= TASK GOAL =
Among the lines of the data below, count those that hold the word "LaunchFailure". Answer with the number alone.

= Records drawn from a dataset =
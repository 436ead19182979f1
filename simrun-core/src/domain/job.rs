//! Job domain types
//!
//! A [`SimulationJob`] is the unit of work: one script executed by the external
//! engine with a requested degree of parallelism. Its status only ever moves
//! forward along the edges encoded in [`JobStatus::can_transition_to`].

use chrono::{DateTime, Utc};
use serde::{Deserialize, Serialize};
use std::path::PathBuf;
use std::str::FromStr;
use thiserror::Error;
use uuid::Uuid;

use crate::domain::artifact::Artifact;
use crate::dto::job::SubmitJob;

/// Simulation job record
///
/// Structure shared between the orchestrator (mutates and persists) and front
/// ends (read-only snapshots).
#[derive(Debug, Clone, PartialEq, Serialize, Deserialize)]
pub struct SimulationJob {
    pub id: Uuid,
    pub name: String,
    pub description: Option<String>,
    pub script: String,
    pub requested_parallelism: u32,

    /// Tie-breaker between queued jobs; higher runs first
    pub priority: i32,
    pub tags: Vec<String>,

    /// Input files copied from the resource root into the job workspace
    pub auxiliary_files: Vec<String>,

    pub status: JobStatus,
    pub created_at: DateTime<Utc>,
    pub queued_at: Option<DateTime<Utc>>,
    pub started_at: Option<DateTime<Utc>>,
    pub finished_at: Option<DateTime<Utc>>,

    pub exit_code: Option<i32>,
    pub error: Option<String>,
    pub failure_kind: Option<FailureKind>,

    /// Output files, in collector order
    pub artifacts: Vec<Artifact>,

    /// Captured stdout/stderr of the engine (JSON lines)
    pub log_path: Option<PathBuf>,

    /// Worker-fault retries consumed so far
    pub attempts: u32,

    /// Process group of the live engine run, if any
    pub process_id: Option<i32>,
}

/// Job lifecycle status
#[derive(Debug, Clone, Copy, PartialEq, Eq, Hash, Serialize, Deserialize)]
#[serde(rename_all = "SCREAMING_SNAKE_CASE")]
pub enum JobStatus {
    Created,
    Queued,
    Running,
    Completed,
    Failed,
    Cancelled,
    TimedOut,
}

/// Classification of a terminal state other than `Completed`
#[derive(Debug, Clone, Copy, PartialEq, Eq, Serialize, Deserialize)]
#[serde(rename_all = "snake_case")]
pub enum FailureKind {
    /// The engine exited with a non-zero code
    EngineExecution,
    /// The engine could not be started at all
    LaunchFailure,
    EngineTimeout,
    /// The execution unit itself failed more often than the retry budget allows
    WorkerFault,
    Cancelled,
}

/// Final fields written when a job reaches a terminal state
#[derive(Debug, Clone, PartialEq)]
pub struct JobOutcome {
    pub status: JobStatus,
    pub exit_code: Option<i32>,
    pub error: Option<String>,
    pub failure_kind: Option<FailureKind>,
    pub artifacts: Vec<Artifact>,
}

#[derive(Debug, Clone, PartialEq, Eq, Error)]
#[error("job {job_id} cannot move from {from} to {to}")]
pub struct TransitionError {
    pub job_id: Uuid,
    pub from: JobStatus,
    pub to: JobStatus,
}

impl JobStatus {
    pub const ALL: [JobStatus; 7] = [
        JobStatus::Created,
        JobStatus::Queued,
        JobStatus::Running,
        JobStatus::Completed,
        JobStatus::Failed,
        JobStatus::Cancelled,
        JobStatus::TimedOut,
    ];

    pub fn is_terminal(self) -> bool {
        matches!(
            self,
            JobStatus::Completed | JobStatus::Failed | JobStatus::Cancelled | JobStatus::TimedOut
        )
    }

    /// Whether `self -> next` is an edge of the job state machine
    pub fn can_transition_to(self, next: JobStatus) -> bool {
        use JobStatus::*;
        matches!(
            (self, next),
            (Created, Queued)
                | (Created, Cancelled)
                | (Queued, Running)
                | (Queued, Cancelled)
                | (Running, Completed)
                | (Running, Failed)
                | (Running, TimedOut)
                | (Running, Cancelled)
        )
    }

    pub fn as_str(self) -> &'static str {
        match self {
            JobStatus::Created => "CREATED",
            JobStatus::Queued => "QUEUED",
            JobStatus::Running => "RUNNING",
            JobStatus::Completed => "COMPLETED",
            JobStatus::Failed => "FAILED",
            JobStatus::Cancelled => "CANCELLED",
            JobStatus::TimedOut => "TIMED_OUT",
        }
    }
}

impl std::fmt::Display for JobStatus {
    fn fmt(&self, f: &mut std::fmt::Formatter<'_>) -> std::fmt::Result {
        f.write_str(self.as_str())
    }
}

impl FromStr for JobStatus {
    type Err = String;

    fn from_str(s: &str) -> Result<Self, Self::Err> {
        JobStatus::ALL
            .into_iter()
            .find(|status| status.as_str().eq_ignore_ascii_case(s))
            .ok_or_else(|| format!("unknown job status '{}'", s))
    }
}

impl FailureKind {
    pub fn as_str(self) -> &'static str {
        match self {
            FailureKind::EngineExecution => "engine_execution",
            FailureKind::LaunchFailure => "launch_failure",
            FailureKind::EngineTimeout => "engine_timeout",
            FailureKind::WorkerFault => "worker_fault",
            FailureKind::Cancelled => "cancelled",
        }
    }
}

impl std::fmt::Display for FailureKind {
    fn fmt(&self, f: &mut std::fmt::Formatter<'_>) -> std::fmt::Result {
        f.write_str(self.as_str())
    }
}

impl FromStr for FailureKind {
    type Err = String;

    fn from_str(s: &str) -> Result<Self, Self::Err> {
        match s {
            "engine_execution" => Ok(FailureKind::EngineExecution),
            "launch_failure" => Ok(FailureKind::LaunchFailure),
            "engine_timeout" => Ok(FailureKind::EngineTimeout),
            "worker_fault" => Ok(FailureKind::WorkerFault),
            "cancelled" => Ok(FailureKind::Cancelled),
            other => Err(format!("unknown failure kind '{}'", other)),
        }
    }
}

impl JobOutcome {
    pub fn completed(artifacts: Vec<Artifact>) -> Self {
        Self {
            status: JobStatus::Completed,
            exit_code: None,
            error: None,
            failure_kind: None,
            artifacts,
        }
    }

    pub fn failed(kind: FailureKind, exit_code: Option<i32>, error: impl Into<String>) -> Self {
        let status = match kind {
            FailureKind::EngineTimeout => JobStatus::TimedOut,
            FailureKind::Cancelled => JobStatus::Cancelled,
            _ => JobStatus::Failed,
        };
        Self {
            status,
            exit_code,
            error: Some(error.into()),
            failure_kind: Some(kind),
            artifacts: Vec::new(),
        }
    }

    pub fn cancelled(exit_code: Option<i32>) -> Self {
        Self::failed(FailureKind::Cancelled, exit_code, "cancelled by request")
    }

    pub fn with_artifacts(mut self, artifacts: Vec<Artifact>) -> Self {
        self.artifacts = artifacts;
        self
    }
}

impl SimulationJob {
    /// Creates a job in `Created` from a validated submission
    pub fn from_submission(req: SubmitJob, now: DateTime<Utc>) -> Self {
        Self {
            id: Uuid::new_v4(),
            name: req.name,
            description: req.description,
            script: req.script,
            requested_parallelism: req.requested_parallelism,
            priority: req.priority,
            tags: req.tags,
            auxiliary_files: req.auxiliary_files,
            status: JobStatus::Created,
            created_at: now,
            queued_at: None,
            started_at: None,
            finished_at: None,
            exit_code: None,
            error: None,
            failure_kind: None,
            artifacts: Vec::new(),
            log_path: None,
            attempts: 0,
            process_id: None,
        }
    }

    pub fn is_terminal(&self) -> bool {
        self.status.is_terminal()
    }

    pub fn mark_queued(&mut self, now: DateTime<Utc>) -> Result<(), TransitionError> {
        self.transition(JobStatus::Queued, now)
    }

    pub fn mark_running(&mut self, now: DateTime<Utc>) -> Result<(), TransitionError> {
        self.transition(JobStatus::Running, now)
    }

    /// Moves the job into the outcome's terminal state and records its results
    pub fn finish(&mut self, outcome: JobOutcome, now: DateTime<Utc>) -> Result<(), TransitionError> {
        if !outcome.status.is_terminal() {
            return Err(self.invalid(outcome.status));
        }
        self.transition(outcome.status, now)?;

        if outcome.status == JobStatus::Completed {
            self.exit_code = None;
            self.error = None;
            self.failure_kind = None;
        } else {
            self.exit_code = outcome.exit_code;
            self.error = outcome.error;
            self.failure_kind = outcome.failure_kind;
        }
        self.artifacts = outcome.artifacts;
        self.process_id = None;
        Ok(())
    }

    fn transition(&mut self, next: JobStatus, now: DateTime<Utc>) -> Result<(), TransitionError> {
        if !self.status.can_transition_to(next) {
            return Err(self.invalid(next));
        }

        // Wall-clock steps backwards must not reorder the timestamps
        let at = now.max(self.latest_timestamp());
        match next {
            JobStatus::Queued => self.queued_at = Some(at),
            JobStatus::Running => self.started_at = Some(at),
            _ => self.finished_at = Some(at),
        }
        self.status = next;
        Ok(())
    }

    fn latest_timestamp(&self) -> DateTime<Utc> {
        [self.queued_at, self.started_at, self.finished_at]
            .into_iter()
            .flatten()
            .fold(self.created_at, |latest, at| latest.max(at))
    }

    fn invalid(&self, to: JobStatus) -> TransitionError {
        TransitionError {
            job_id: self.id,
            from: self.status,
            to,
        }
    }
}
//! Core domain types
//!
//! These types are shared between the orchestration engine (which mutates and
//! persists them) and front ends such as the CLI (which only read them).

pub mod artifact;
pub mod job;
pub mod log;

= SOLVED EXERCISE =
3